Obama most liked leader on Facebook; Aquino is No. 10
DESPITE the bashing he had been getting lately for his veto of the proposed P2,000 pension increase among Social Security System retirees, President Aquino emerged the 10th most “liked” country leader in 2015, with 4.244 million “likes” on his official Facebook account.
According to the World Leaders on Facebook study by leading communications and public relations firm Burson-Marsteller, US President Barack Obama ranked as the most popular world leader with more than 46.414 million likes on his “campaign page,” which was not managed by the White House administration or Obama himself.
The official White House account, on the other hand, was the eighth most liked Facebook page with 5.44 million likes, according to the study by Burson-Marsteller, which operates in 110 countries..
Obama was closely followed by Indian Prime Minister Narendra Modi, with 31.745 million likes on his personal page, plus another 10.109 million on the official page of the Prime Minister of India.
Third was Recep Tayyip Erdogan of Turkey with 7.991 million.
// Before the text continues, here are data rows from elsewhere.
//! Request extractors whose rejections render as an [`ApiError`], so a
//! malformed body, path or query string gets the same `{kind, detail,
//! field?}` record as any store failure.

use axum::extract::{
  FromRequest, FromRequestParts,
  rejection::{JsonRejection, PathRejection, QueryRejection},
};
use pyplots_core::{ErrorKind, ErrorRecord};

use crate::error::ApiError;

/// JSON request body.
#[derive(Debug, FromRequest)]
#[from_request(via(axum::Json), rejection(ApiError))]
pub struct Body<T>(pub T);

/// Typed path parameters.
#[derive(Debug, FromRequestParts)]
#[from_request(via(axum::extract::Path), rejection(ApiError))]
pub struct PathParams<T>(pub T);

/// Typed query string.
#[derive(Debug, FromRequestParts)]
#[from_request(via(axum::extract::Query), rejection(ApiError))]
pub struct QueryParams<T>(pub T);

fn malformed(field: &str, detail: String) -> ApiError {
  ApiError(ErrorRecord {
    kind: ErrorKind::InvariantViolation,
    detail,
    field: Some(field.to_owned()),
  })
}

impl From<JsonRejection> for ApiError {
  fn from(rejection: JsonRejection) -> Self { malformed("body", rejection.body_text()) }
}

impl From<PathRejection> for ApiError {
  fn from(rejection: PathRejection) -> Self { malformed("path", rejection.body_text()) }
}

impl From<QueryRejection> for ApiError {
  fn from(rejection: QueryRejection) -> Self { malformed("query", rejection.body_text()) }
}
//! API error type and [`axum::response::IntoResponse`] implementation.

use axum::{
  Json,
  http::StatusCode,
  response::{IntoResponse, Response},
};
use pyplots_core::{Classify, ErrorKind, ErrorRecord};
use thiserror::Error;

/// An error returned by an API handler, rendered as its [`ErrorRecord`].
#[derive(Debug, Error)]
#[error("{}: {}", .0.kind, .0.detail)]
pub struct ApiError(pub ErrorRecord);

impl ApiError {
  /// Wrap any classified store error.
  pub fn from_store<E: Classify>(err: E) -> Self { Self(err.record()) }
}

impl From<pyplots_core::Error> for ApiError {
  fn from(err: pyplots_core::Error) -> Self { Self::from_store(err) }
}

pub fn status_for(kind: ErrorKind) -> StatusCode {
  match kind {
    ErrorKind::NotFound => StatusCode::NOT_FOUND,
    ErrorKind::Conflict | ErrorKind::InUse => StatusCode::CONFLICT,
    ErrorKind::TagShapeError | ErrorKind::InvariantViolation => {
      StatusCode::UNPROCESSABLE_ENTITY
    }
    ErrorKind::Cancelled => StatusCode::REQUEST_TIMEOUT,
    ErrorKind::BrokenChain
    | ErrorKind::UnknownRevision
    | ErrorKind::ApplyFailed
    | ErrorKind::Storage => StatusCode::INTERNAL_SERVER_ERROR,
  }
}

impl IntoResponse for ApiError {
  fn into_response(self) -> Response {
    let status = status_for(self.0.kind);
    if status.is_server_error() {
      tracing::warn!(kind = %self.0.kind, detail = %self.0.detail, "request failed");
    }
    (status, Json(self.0)).into_response()
  }
}
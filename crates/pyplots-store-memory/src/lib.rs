//! In-memory backend for the pyplots catalog.
//!
//! Implements the same [`CatalogStore`](pyplots_core::store::CatalogStore)
//! and [`CatalogQuery`](pyplots_core::store::CatalogQuery) contracts as the
//! SQLite backend so callers can be exercised without a database.

mod store;

pub use store::MemoryStore;
//! Encoding and decoding helpers between domain types and the plain-text
//! representations stored in SQLite columns.
//!
//! All timestamps are stored as RFC 3339 strings. Tag maps, review
//! checklists and history arrays are stored as compact JSON. UUIDs are stored
//! as hyphenated lowercase strings.

use chrono::{DateTime, Utc};
use pyplots_core::{
  history::History,
  implementation::{CriteriaChecklist, Impl, QualityScore, Verdict},
  library::Library,
  spec::Spec,
  tags::Tags,
};
use uuid::Uuid;

use crate::{Error, Result};

// ─── Uuid ─────────────────────────────────────────────────────────────────────

pub fn encode_uuid(id: Uuid) -> String { id.hyphenated().to_string() }

pub fn decode_uuid(s: &str) -> Result<Uuid> { Ok(Uuid::parse_str(s)?) }

// ─── DateTime<Utc> ────────────────────────────────────────────────────────────

pub fn encode_dt(dt: DateTime<Utc>) -> String { dt.to_rfc3339() }

pub fn decode_dt(s: &str) -> Result<DateTime<Utc>> {
  DateTime::parse_from_rfc3339(s)
    .map(|dt| dt.with_timezone(&Utc))
    .map_err(|e| Error::DateParse(e.to_string()))
}

// ─── JSON columns ─────────────────────────────────────────────────────────────

pub fn encode_tags(tags: &Tags) -> String { tags.to_json().to_string() }

pub fn decode_tags(s: &str, column: &'static str) -> Result<Tags> {
  let value: serde_json::Value = serde_json::from_str(s)?;
  Tags::from_json(&value, column).map_err(|e| Error::Corrupt {
    column,
    detail: e.to_string(),
  })
}

pub fn encode_history(history: &History) -> Result<String> {
  Ok(serde_json::to_string(history)?)
}

pub fn decode_history(s: &str) -> Result<History> { Ok(serde_json::from_str(s)?) }

pub fn encode_checklist(checklist: Option<&CriteriaChecklist>) -> Result<Option<String>> {
  checklist.map(serde_json::to_string).transpose().map_err(Error::from)
}

// ─── Scalars ──────────────────────────────────────────────────────────────────

pub fn decode_score(score: Option<i64>) -> Result<Option<QualityScore>> {
  score
    .map(|s| {
      QualityScore::new(s).map_err(|e| Error::Corrupt {
        column: "quality_score",
        detail: e.to_string(),
      })
    })
    .transpose()
}

pub fn decode_verdict(verdict: Option<&str>) -> Result<Option<Verdict>> {
  verdict
    .map(|v| {
      Verdict::parse(v).map_err(|e| Error::Corrupt {
        column: "review_verdict",
        detail: e.to_string(),
      })
    })
    .transpose()
}

// ─── Row types ───────────────────────────────────────────────────────────────

pub const LIBRARY_COLUMNS: &str = "id, name, version, created_at, updated_at";

/// Raw values read directly from a `libraries` row.
pub struct RawLibrary {
  pub id:         String,
  pub name:       String,
  pub version:    String,
  pub created_at: String,
  pub updated_at: String,
}

impl RawLibrary {
  pub fn from_row(row: &rusqlite::Row<'_>) -> rusqlite::Result<Self> {
    Ok(Self {
      id:         row.get(0)?,
      name:       row.get(1)?,
      version:    row.get(2)?,
      created_at: row.get(3)?,
      updated_at: row.get(4)?,
    })
  }

  pub fn into_library(self) -> Result<Library> {
    Ok(Library {
      id:         decode_uuid(&self.id)?,
      name:       self.name,
      version:    self.version,
      created_at: decode_dt(&self.created_at)?,
      updated_at: decode_dt(&self.updated_at)?,
    })
  }
}

pub const SPEC_COLUMNS: &str =
  "id, slug, issue, content, tags, updates, created_at, updated_at";

/// Raw values read directly from a `specs` row.
pub struct RawSpec {
  pub id:         String,
  pub slug:       String,
  pub issue:      Option<i64>,
  pub content:    String,
  pub tags:       String,
  pub updates:    String,
  pub created_at: String,
  pub updated_at: String,
}

impl RawSpec {
  pub fn from_row(row: &rusqlite::Row<'_>) -> rusqlite::Result<Self> {
    Ok(Self {
      id:         row.get(0)?,
      slug:       row.get(1)?,
      issue:      row.get(2)?,
      content:    row.get(3)?,
      tags:       row.get(4)?,
      updates:    row.get(5)?,
      created_at: row.get(6)?,
      updated_at: row.get(7)?,
    })
  }

  pub fn into_spec(self) -> Result<Spec> {
    Ok(Spec {
      id:         decode_uuid(&self.id)?,
      slug:       self.slug,
      issue:      self.issue,
      content:    self.content,
      tags:       decode_tags(&self.tags, "tags")?,
      updates:    decode_history(&self.updates)?,
      created_at: decode_dt(&self.created_at)?,
      updated_at: decode_dt(&self.updated_at)?,
    })
  }
}

pub const IMPL_COLUMNS: &str = "id, spec_id, library_id, code, quality_score, \
   review_image_description, review_criteria_checklist, review_verdict, \
   impl_tags, history, created_at, updated_at";

/// Raw values read directly from an `impls` row.
pub struct RawImpl {
  pub id:                        String,
  pub spec_id:                   String,
  pub library_id:                String,
  pub code:                      String,
  pub quality_score:             Option<i64>,
  pub review_image_description:  Option<String>,
  pub review_criteria_checklist: Option<String>,
  pub review_verdict:            Option<String>,
  pub impl_tags:                 String,
  pub history:                   String,
  pub created_at:                String,
  pub updated_at:                String,
}

impl RawImpl {
  pub fn from_row(row: &rusqlite::Row<'_>) -> rusqlite::Result<Self> {
    Ok(Self {
      id:                        row.get(0)?,
      spec_id:                   row.get(1)?,
      library_id:                row.get(2)?,
      code:                      row.get(3)?,
      quality_score:             row.get(4)?,
      review_image_description:  row.get(5)?,
      review_criteria_checklist: row.get(6)?,
      review_verdict:            row.get(7)?,
      impl_tags:                 row.get(8)?,
      history:                   row.get(9)?,
      created_at:                row.get(10)?,
      updated_at:                row.get(11)?,
    })
  }

  pub fn into_impl(self) -> Result<Impl> {
    let review_criteria_checklist = self
      .review_criteria_checklist
      .as_deref()
      .map(serde_json::from_str::<CriteriaChecklist>)
      .transpose()?;

    Ok(Impl {
      id: decode_uuid(&self.id)?,
      spec_id: decode_uuid(&self.spec_id)?,
      library_id: decode_uuid(&self.library_id)?,
      code: self.code,
      quality_score: decode_score(self.quality_score)?,
      review_image_description: self.review_image_description,
      review_criteria_checklist,
      review_verdict: decode_verdict(self.review_verdict.as_deref())?,
      impl_tags: decode_tags(&self.impl_tags, "impl_tags")?,
      history: decode_history(&self.history)?,
      created_at: decode_dt(&self.created_at)?,
      updated_at: decode_dt(&self.updated_at)?,
    })
  }
}
//! Migration-chain linearization and planning.
//!
//! Engine-agnostic: a backend supplies its revisions (each knowing its own
//! id and predecessor) and executes the plan computed here. The ledger is a
//! single chain; branches, cycles and dangling predecessors are rejected.

use std::collections::{HashMap, HashSet};

use crate::{Error, Result};

/// Alias accepted by upgrade targets for the newest revision.
pub const HEAD: &str = "head";
/// Alias accepted by downgrade targets for "no revision applied".
pub const BASE: &str = "base";

/// One step in the schema-evolution chain.
pub trait Revision {
  fn revision(&self) -> &str;
  fn down_revision(&self) -> Option<&str>;
}

/// Order `revisions` root-first by walking `down_revision` pointers back
/// from the single head.
pub fn linearize<R: Revision>(revisions: &[R]) -> Result<Vec<&R>> {
  let mut by_id: HashMap<&str, &R> = HashMap::with_capacity(revisions.len());
  for rev in revisions {
    if by_id.insert(rev.revision(), rev).is_some() {
      return Err(Error::BrokenChain(format!(
        "revision {} is declared twice",
        rev.revision()
      )));
    }
  }

  let parents: HashSet<&str> = revisions.iter().filter_map(Revision::down_revision).collect();
  let heads: Vec<&R> = revisions
    .iter()
    .filter(|r| !parents.contains(r.revision()))
    .collect();

  let head = match heads.as_slice() {
    [] if revisions.is_empty() => return Ok(Vec::new()),
    [] => return Err(Error::BrokenChain("no head revision (cycle?)".into())),
    [head] => *head,
    many => {
      let ids: Vec<&str> = many.iter().map(|r| r.revision()).collect();
      return Err(Error::BrokenChain(format!("multiple heads: {}", ids.join(", "))));
    }
  };

  let mut chain = Vec::with_capacity(revisions.len());
  let mut seen = HashSet::new();
  let mut cursor = Some(head);
  while let Some(rev) = cursor {
    if !seen.insert(rev.revision()) {
      return Err(Error::BrokenChain(format!("cycle through {}", rev.revision())));
    }
    chain.push(rev);
    cursor = match rev.down_revision() {
      None => None,
      Some(down) => Some(*by_id.get(down).ok_or_else(|| {
        Error::BrokenChain(format!(
          "{} points at missing revision {down}",
          rev.revision()
        ))
      })?),
    };
  }

  if chain.len() != revisions.len() {
    return Err(Error::BrokenChain(format!(
      "{} revision(s) are not reachable from head {}",
      revisions.len() - chain.len(),
      head.revision()
    )));
  }

  chain.reverse();
  Ok(chain)
}

#[derive(Debug, Clone, Copy, PartialEq, Eq)]
pub enum Direction {
  Upgrade,
  Downgrade,
}

/// The revisions to run, in execution order.
#[derive(Debug)]
pub struct Plan<'a, R> {
  pub direction: Direction,
  pub steps:     Vec<&'a R>,
}

/// Position of `revision` in `chain`, or *UnknownRevision*.
fn position<R: Revision>(chain: &[&R], revision: &str) -> Result<usize> {
  chain
    .iter()
    .position(|r| r.revision() == revision)
    .ok_or_else(|| Error::UnknownRevision(revision.to_owned()))
}

/// Resolve a target name to a chain height (number of applied revisions).
fn height_of<R: Revision>(chain: &[&R], target: &str) -> Result<usize> {
  match target {
    HEAD => Ok(chain.len()),
    BASE => Ok(0),
    id => position(chain, id).map(|i| i + 1),
  }
}

/// Plan the steps that move a database at `current` to `target`.
///
/// `direction` is what the caller asked for; a target on the other side of
/// `current` is refused rather than silently reversed.
pub fn plan<'a, R: Revision>(
  chain: &[&'a R],
  current: Option<&str>,
  target: &str,
  direction: Direction,
) -> Result<Plan<'a, R>> {
  let from = match current {
    None => 0,
    Some(id) => position(chain, id)? + 1,
  };
  let to = height_of(chain, target)?;

  let steps: Vec<&'a R> = match direction {
    Direction::Upgrade if to >= from => chain[from..to].to_vec(),
    Direction::Downgrade if to <= from => chain[to..from].iter().rev().copied().collect(),
    Direction::Upgrade => {
      return Err(Error::invariant(
        "target",
        format!("{target} is behind the current revision; downgrade instead"),
      ));
    }
    Direction::Downgrade => {
      return Err(Error::invariant(
        "target",
        format!("{target} is ahead of the current revision; upgrade instead"),
      ));
    }
  };

  Ok(Plan { direction, steps })
}

#[cfg(test)]
mod tests {
  use super::*;
  use crate::{Classify, ErrorKind};

  #[derive(Debug)]
  struct Rev(&'static str, Option<&'static str>);

  impl Revision for Rev {
    fn revision(&self) -> &str { self.0 }

    fn down_revision(&self) -> Option<&str> { self.1 }
  }

  fn ids<'a>(revs: &[&'a Rev]) -> Vec<&'a str> { revs.iter().map(|r| r.0).collect() }

  fn chain() -> Vec<Rev> {
    // declared out of order on purpose
    vec![
      Rev("003", Some("002")),
      Rev("001", None),
      Rev("004", Some("003")),
      Rev("002", Some("001")),
    ]
  }

  #[test]
  fn linearizes_root_first() {
    let revs = chain();
    assert_eq!(ids(&linearize(&revs).unwrap()), ["001", "002", "003", "004"]);
  }

  #[test]
  fn dangling_pointer_is_a_broken_chain() {
    let revs = vec![Rev("001", None), Rev("003", Some("002"))];
    let err = linearize(&revs).unwrap_err();
    assert_eq!(err.kind(), ErrorKind::BrokenChain);
  }

  #[test]
  fn branch_is_a_broken_chain() {
    let revs = vec![Rev("001", None), Rev("002a", Some("001")), Rev("002b", Some("001"))];
    assert_eq!(linearize(&revs).unwrap_err().kind(), ErrorKind::BrokenChain);
  }

  #[test]
  fn cycle_is_a_broken_chain() {
    let revs = vec![Rev("001", None), Rev("002", Some("003")), Rev("003", Some("002"))];
    assert_eq!(linearize(&revs).unwrap_err().kind(), ErrorKind::BrokenChain);
  }

  #[test]
  fn duplicate_is_a_broken_chain() {
    let revs = vec![Rev("001", None), Rev("001", None)];
    assert_eq!(linearize(&revs).unwrap_err().kind(), ErrorKind::BrokenChain);
  }

  #[test]
  fn upgrade_plan_from_empty_database() {
    let revs = chain();
    let chain = linearize(&revs).unwrap();
    let plan = plan(&chain, None, HEAD, Direction::Upgrade).unwrap();
    assert_eq!(ids(&plan.steps), ["001", "002", "003", "004"]);
  }

  #[test]
  fn upgrade_plan_to_named_target() {
    let revs = chain();
    let chain = linearize(&revs).unwrap();
    let plan = plan(&chain, Some("002"), "003", Direction::Upgrade).unwrap();
    assert_eq!(ids(&plan.steps), ["003"]);

    let noop = super::plan(&chain, Some("004"), HEAD, Direction::Upgrade).unwrap();
    assert!(noop.steps.is_empty());
  }

  #[test]
  fn downgrade_plan_runs_in_reverse_and_stops_at_target() {
    let revs = chain();
    let chain = linearize(&revs).unwrap();
    let plan = plan(&chain, Some("004"), "002", Direction::Downgrade).unwrap();
    assert_eq!(plan.direction, Direction::Downgrade);
    assert_eq!(ids(&plan.steps), ["004", "003"]);

    let all = super::plan(&chain, Some("004"), BASE, Direction::Downgrade).unwrap();
    assert_eq!(ids(&all.steps), ["004", "003", "002", "001"]);
  }

  #[test]
  fn wrong_direction_is_refused() {
    let revs = chain();
    let chain = linearize(&revs).unwrap();
    let err = plan(&chain, Some("003"), "001", Direction::Upgrade).unwrap_err();
    assert_eq!(err.kind(), ErrorKind::InvariantViolation);
    let err = plan(&chain, Some("001"), "003", Direction::Downgrade).unwrap_err();
    assert_eq!(err.kind(), ErrorKind::InvariantViolation);
  }

  #[test]
  fn unknown_target_or_current() {
    let revs = chain();
    let chain = linearize(&revs).unwrap();
    let err = plan(&chain, None, "999", Direction::Upgrade).unwrap_err();
    assert_eq!(err.kind(), ErrorKind::UnknownRevision);
    let err = plan(&chain, Some("999"), HEAD, Direction::Upgrade).unwrap_err();
    assert_eq!(err.kind(), ErrorKind::UnknownRevision);
  }
}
Indonesian President Joko Widodo emerged the highest ranking among Southeast Asian leaders, with 6.014 million likes on his Facebook page.
‘Channel of choice’
Also on the top 10 were Egyptian President Abdel Fattah el-Sisi (5.986 million likes), Queen Rania of Jordan (5.565 million) and Mexico’s Enrique Peña Nieto with 4.504 million.
Burson-Marsteller said in a statement that over the past eight years, the popular Facebook social media platform had become the “channel of choice” for community engagement with world leaders.
“Many politicians discover social media channels during election campaigns, such as the Barack Obama page, which was set up in late 2007 as an electoral tool for the former senator of Illinois. Since then, a Facebook presence (had) become part and parcel of any social media political campaign and one of the best ways to engage with potential voters and citizens,” the report said.
Burson-Marsteller added that according to Facebook’s latest figures, 1.5 billion people had registered an account on the platform, of which 1 billion remained active on the social network every day.
In 2015, the number of users on Facebook topped even the population of China, the most populous country on earth.
512 Facebook pages
“Given this global audience, it comes as no surprise that governments and leaders of 87 percent of the 193 United Nations member countries now have a presence on the social network,” Burson-Marsteller said.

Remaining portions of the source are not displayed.